Nov 03, 2008 - 5 comments
Tags:

Insomnia

,

Sleep Apnea

,

cbt

,

cognitive behavioral therapy

,

sleep apnea surgery



I've been holding off saying this until now, but now I'm going to say, "I told you so." In my recently published, book, Sleep, Interrupted, I proposed that many people with insomnia may actually have a mild sleep-breathing disorder due to very narrow breathing passageways which worsen in deep sleep. Inefficient sleep sets off a low-grade stress response which stimulates the nervous system, preventing the insomniac's mind from calming down before going to bed. In this month's issue of Sleep, Dr. Guilleminault and colleagues reported on a study where they took patients who have both insomnia and mild sleep breathing problems, and randomized them into either a surgical arm (to treat the sleep-breathing problem) or to cognitive behavioral therapy (CBT). Based on subjective questionnaires, people who underwent surgical management rated much better in their insomnia scores than people who underwent CBT, although the CBP scores did improve to what was considered "normal.". The researchers went further and crossed over each group into the other, and the effects were additive.

I realize that they didn't choose purely insomniacs, but their premise in designing the study was to determine how to approach someone with both insomnia and a mild sleep-breathing disorder.

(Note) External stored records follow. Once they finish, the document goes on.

use std::fs;
use std::path::Path;

use assert_cmd::Command;
use predicates::prelude::*;

fn scaffold(root: &Path) -> Command {
    let mut cmd = Command::cargo_bin("scaffold").expect("binary exists");
    cmd.current_dir(root)
        .env("XDG_CONFIG_HOME", root.join(".no-global-config"))
        .env_remove("SCAFFOLD_PROJECT_NAME");
    cmd
}

fn messages(stdout: &[u8]) -> Vec<String> {
    String::from_utf8_lossy(stdout)
        .lines()
        .map(|line| {
            let (_, message) = line.split_once("]: ").expect("timestamped log line");
            message.to_owned()
        })
        .collect()
}

#[test]
fn help_displays_usage() {
    Command::cargo_bin("scaffold")
        .expect("binary exists")
        .arg("--help")
        .assert()
        .success()
        .stdout(predicate::str::contains("Usage"));
}

#[test]
fn creates_layout_and_logs_four_lines_in_order() {
    let temp = tempfile::tempdir().unwrap();
    fs::write(
        temp.path().join("scaffold.toml"),
        r#"
[layout]
files = [".github/workflows/.gitkeep", "src/pkg/__init__.py"]
"#,
    )
    .unwrap();

    let output = scaffold(temp.path()).assert().success().get_output().clone();

    assert_eq!(
        messages(&output.stdout),
        vec![
            "Creating directory: .github/workflows for file: .gitkeep",
            "Creating empty file: .github/workflows/.gitkeep",
            "Creating directory: src/pkg for file: __init__.py",
            "Creating empty file: src/pkg/__init__.py",
        ]
    );
    assert!(temp.path().join(".github/workflows/.gitkeep").is_file());
    assert!(temp.path().join("src/pkg/__init__.py").is_file());
}

#[test]
fn second_run_preserves_content_and_state() {
    let temp = tempfile::tempdir().unwrap();
    let project = temp.path().join("project");
    fs::create_dir_all(&project).unwrap();
    let config = temp.path().join("layout.toml");
    fs::write(&config, "[layout]\nfiles = [\"a/b/c.txt\", \"top.txt\"]\n").unwrap();

    let run = || {
        scaffold(temp.path())
            .arg("--root")
            .arg(&project)
            .arg("--config")
            .arg(&config)
            .assert()
            .success()
            .get_output()
            .clone()
    };

    run();
    fs::write(project.join("a/b/c.txt"), "keep me").unwrap();
    let output = run();

    // Zero-byte files count as missing, so top.txt is rewritten (still empty).
    assert_eq!(
        messages(&output.stdout),
        vec![
            "Creating directory: a/b for file: c.txt",
            "File already exists: a/b/c.txt, skipping creation.",
            "Creating empty file: top.txt",
        ]
    );
    assert_eq!(
        fs::read_to_string(project.join("a/b/c.txt")).unwrap(),
        "keep me"
    );
    assert_eq!(fs::metadata(project.join("top.txt")).unwrap().len(), 0);
}

#[test]
fn dry_run_leaves_directory_empty() {
    let temp = tempfile::tempdir().unwrap();

    scaffold(temp.path())
        .arg("--dry-run")
        .assert()
        .success()
        .stdout(predicate::str::contains(
            "Creating empty file: src/cnnClassifier/__init__.py",
        ));
    assert_eq!(fs::read_dir(temp.path()).unwrap().count(), 0);
}

#[test]
fn invalid_entry_fails_before_touching_disk() {
    let temp = tempfile::tempdir().unwrap();
    fs::write(
        temp.path().join("scaffold.toml"),
        "[layout]\nfiles = [\"ok/file.txt\", \"../escape.txt\"]\n",
    )
    .unwrap();

    scaffold(temp.path())
        .assert()
        .failure()
        .stderr(predicate::str::contains("escapes the project root"));
    assert!(!temp.path().join("ok").exists());
}

#[test]
fn missing_explicit_config_fails() {
    let temp = tempfile::tempdir().unwrap();
    scaffold(temp.path())
        .arg("--config")
        .arg(temp.path().join("missing.toml"))
        .assert()
        .failure()
        .stderr(predicate::str::contains("config file not found"));
}

#[test]
fn quiet_suppresses_info_lines() {
    let temp = tempfile::tempdir().unwrap();
    fs::write(
        temp.path().join("scaffold.toml"),
        "[layout]\nfiles = [\"src/pkg/__init__.py\"]\n",
    )
    .unwrap();

    scaffold(temp.path())
        .arg("--quiet")
        .assert()
        .success()
        .stdout(predicate::str::is_empty());
    assert!(temp.path().join("src/pkg/__init__.py").is_file());
}
use clap::Parser;

fn main() -> anyhow::Result<()> {
    let cli = scaffold::cli::Cli::parse();
    scaffold::init(cli.quiet)?;

    cli.run()
}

They also noted that most patients who have mild sleep-breathing problems also have insomnia, are women, and are thin and don't fit the typical sleep apnea profile.

This study is one more in the daily to weekly studies that are published that only serves to strengthen the sleep-breathing paradigm that I describe in my book. I realize it's controversial to say that most of insomnia is actually a breathing issue, but take a look at all the studies that show that having insomnia places you at a higher risk for developing depression, diabetes, and heart disease later in lifeā€”all complications of obstructive sleep apnea. Of course CBT is still very useful and should be recommended much more often than offered currently. In addition, good sleep hygiene is still the gold standard and must be tried first. Unfortunately, our medical establishment's obsession to search for the magic bullet to insomniacs to sleep better without all the side effects will dominate treatment recommendations for years to come.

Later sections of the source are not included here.